—Ce sont des paysans innocents, mylord, et qui aiment Dieu et le Roi. Ils ne se sont mêlés en aucune façon dans cette récente affaire. Ils ont été traînés hors de leur maison, mylord, non point parce qu'on les soupçonnait, mais parce qu'ils étaient hors d'état de satisfaire la rapacité de certains simples soldats qui, déçus dans leur espoir de butin...
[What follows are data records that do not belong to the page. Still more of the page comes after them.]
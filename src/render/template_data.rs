use std::time::Duration;

use serde::Serialize;

use crate::input::{Company, Config};
use crate::logs::Log;
use crate::time;

/// Everything a template can access when rendering the report of one week.
#[derive(Debug, Clone, Serialize)]
pub struct TemplateData<'a> {
    name: &'a str,
    week: u32,
    logs: &'a [Log],
    company: &'a Company,
    columns: &'a [String],
    /// The sum of all durations in `logs`.
    #[serde(serialize_with = "time::serialize_duration")]
    total: Duration,
}

impl<'a> TemplateData<'a> {
    pub fn new(config: &'a Config, week: u32, logs: &'a [Log]) -> Self {
        Self {
            name: config.name(),
            week,
            logs,
            company: config.company(),
            columns: config.sheet().columns(),
            total: logs.iter().map(Log::duration).sum(),
        }
    }

    pub fn week(&self) -> u32 {
        self.week
    }
}
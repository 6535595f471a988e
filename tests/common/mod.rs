use std::path::Path;

use week_logs::input::Config;
use week_logs::logs::{Cell, Row};
use week_logs::sheets::{DataSource, SheetError};

/// Builds a sheet row from text cells.
#[must_use]
#[allow(dead_code)]
pub fn row(cells: &[&str]) -> Row {
    cells.iter().copied().map(Cell::from).collect()
}

/// A data source that returns the same rows for every request.
#[derive(Debug, Clone, Default)]
#[allow(dead_code)]
pub struct StaticSource {
    pub rows: Vec<Row>,
}

impl StaticSource {
    #[must_use]
    #[allow(dead_code)]
    pub fn new(rows: Vec<Row>) -> Self {
        Self { rows }
    }
}

impl DataSource for StaticSource {
    fn fetch_rows(&self, _id: &str, _range: &str) -> Result<Vec<Row>, SheetError> {
        Ok(self.rows.clone())
    }
}

/// The json of a config that writes `week-%02d.pdf` into `output`, reads the templates
/// from `templates` and converts with `sh -c <script>`.
///
/// The script gets the output path as `$2`, the html is on stdin.
#[must_use]
#[allow(dead_code)]
pub fn config_json(output: &Path, templates: &Path, script: &str) -> serde_json::Value {
    serde_json::json!({
        "language": "en",
        "name": "John Smith",
        "result": output.join("week-%02d.pdf"),
        "company": { "name": "ACME", "leader": "Jane Doe" },
        "sheet": {
            "id": "sheet-id",
            "selection": "Logs!A2:D",
            "columns": ["Day", "Description", "Particularities", "Duration"]
        },
        "templates": templates,
        "converter": "sh",
        "converter_args": ["-c", script, "sh"],
    })
}

#[must_use]
#[allow(dead_code)]
pub fn make_config(output: &Path, templates: &Path, script: &str) -> Config {
    Config::from_json(&config_json(output, templates, script).to_string())
        .expect("config should be valid")
}
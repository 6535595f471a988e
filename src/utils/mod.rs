use std::fs;
use std::io;
use std::path::Path;

use log::trace;
use rust_embed::RustEmbed;

#[derive(RustEmbed)]
#[folder = "resources/"]
pub struct Resources;

pub fn read_to_string(path: impl AsRef<Path>) -> io::Result<String> {
    trace!("reading from: {}", path.as_ref().display());
    fs::read_to_string(path)
}

pub fn write(path: impl AsRef<Path>, contents: impl AsRef<[u8]>) -> io::Result<()> {
    trace!("writing to: {}", path.as_ref().display());
    fs::write(path, contents)
}

/// Creates the parent directory of `path`, if it has one.
pub fn create_parent_dir(path: impl AsRef<Path>) -> io::Result<()> {
    match path.as_ref().parent() {
        Some(parent) if !parent.as_os_str().is_empty() => {
            trace!("creating directory: {}", parent.display());
            fs::create_dir_all(parent)
        }
        _ => Ok(()),
    }
}
//! Reading rows from Google Sheets.

pub mod auth;

pub use auth::{authorize, AuthError};

use log::{debug, info};
use reqwest::blocking::Client;
use reqwest::Url;
use serde::Deserialize;
use thiserror::Error;

use crate::logs::Row;

pub const DEFAULT_BASE_URL: &str = "https://sheets.googleapis.com/";

#[derive(Debug, Error)]
pub enum SheetError {
    #[error("unable to build the request url for `{0}`")]
    InvalidUrl(String),
    #[error(transparent)]
    Http(#[from] reqwest::Error),
    #[error("the sheets api responded with {status}: {message}")]
    Api { status: u16, message: String },
}

/// Something rows can be fetched from.
pub trait DataSource {
    /// Returns the rows of `range` (A1 notation) in the spreadsheet `id`,
    /// in the order they appear in the sheet.
    fn fetch_rows(&self, id: &str, range: &str) -> Result<Vec<Row>, SheetError>;
}

#[derive(Debug, Deserialize)]
struct ValueRange {
    #[serde(default)]
    values: Vec<Row>,
}

/// A client for the Google Sheets v4 api.
#[derive(Debug, Clone)]
pub struct SheetsClient {
    http: Client,
    base_url: Url,
    access_token: String,
}

impl SheetsClient {
    pub fn new(access_token: impl Into<String>) -> Self {
        Self {
            http: Client::new(),
            base_url: Url::parse(DEFAULT_BASE_URL).expect("the default url is valid"),
            access_token: access_token.into(),
        }
    }

    /// Uses another server than `sheets.googleapis.com`.
    pub fn with_base_url(
        access_token: impl Into<String>,
        base_url: &str,
    ) -> Result<Self, SheetError> {
        let base_url =
            Url::parse(base_url).map_err(|_| SheetError::InvalidUrl(base_url.to_string()))?;

        Ok(Self {
            base_url,
            ..Self::new(access_token)
        })
    }

    fn values_url(&self, id: &str, range: &str) -> Result<Url, SheetError> {
        let mut url = self.base_url.clone();
        url.path_segments_mut()
            .map_err(|_| SheetError::InvalidUrl(self.base_url.to_string()))?
            .pop_if_empty()
            .extend(["v4", "spreadsheets", id, "values", range]);

        Ok(url)
    }
}

impl DataSource for SheetsClient {
    fn fetch_rows(&self, id: &str, range: &str) -> Result<Vec<Row>, SheetError> {
        let url = self.values_url(id, range)?;
        info!("fetching `{}` from sheet `{}`", range, id);
        debug!("GET {}", url);

        let response = self
            .http
            .get(url)
            .bearer_auth(&self.access_token)
            .send()?;

        let status = response.status();
        if !status.is_success() {
            return Err(SheetError::Api {
                status: status.as_u16(),
                message: response.text().unwrap_or_default(),
            });
        }

        let rows = response.json::<ValueRange>()?.values;
        info!("fetched {} rows", rows.len());

        Ok(rows)
    }
}
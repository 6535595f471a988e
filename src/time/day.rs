use chrono::NaiveDate;
use thiserror::Error;

#[derive(Debug, Clone, Error, PartialEq, Eq)]
#[error("day `{0}` does not match the format DD/MM/YY")]
pub struct InvalidDay(String);

/// Parses a day in the strict `DD/MM/YY` format.
///
/// Two-digit years from 69 onwards belong to the 20th century, everything
/// below to the 21st.
pub fn parse_day(input: &str) -> Result<NaiveDate, InvalidDay> {
    let invalid = || InvalidDay(input.to_string());

    let bytes = input.as_bytes();
    if bytes.len() != 8 || bytes[2] != b'/' || bytes[5] != b'/' {
        return Err(invalid());
    }

    let two_digits = |start: usize| -> Option<u32> {
        let (tens, ones) = (bytes[start], bytes[start + 1]);
        if tens.is_ascii_digit() && ones.is_ascii_digit() {
            Some(u32::from(tens - b'0') * 10 + u32::from(ones - b'0'))
        } else {
            None
        }
    };

    let day = two_digits(0).ok_or_else(invalid)?;
    let month = two_digits(3).ok_or_else(invalid)?;
    let short_year = two_digits(6).ok_or_else(invalid)?;

    let year = if short_year >= 69 {
        1900 + short_year
    } else {
        2000 + short_year
    };

    NaiveDate::from_ymd_opt(year as i32, month, day).ok_or_else(invalid)
}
—Oh! honte! honte! cria Jeffreys d'une voix tonnante, trois fois honte! Maître Helstrop, ne vous suffit-il pas de soutenir des rebelles, et faut-il encore que vous sortiez de votre sujet pour calomnier les troupes du Roi? Où en vient le monde? En un mot, qu'allèguent ces coquins pour leur défense?

—Un alibi, Votre Seigneurerie!

—Ha! L'argument connu de tous les gredins. Ont-ils des témoins?

—Nous avons ici une liste de quarante témoins, Votre Seigneurerie. Ils attendent en bas. Beaucoup d'entre eux ont fait un long trajet, se sont exposés à bien de la peine, à des ennuis.

—Que sont-ils? Qui sont-ils? cria Jeffreys.

—Ce sont des gens de la campagne, Votre Seigneurerie, des cultivateurs, des fermiers, les voisins de ces pauvres gens, qu'ils connaissaient bien, et qui peuvent parler de ce qu'ils ont fait.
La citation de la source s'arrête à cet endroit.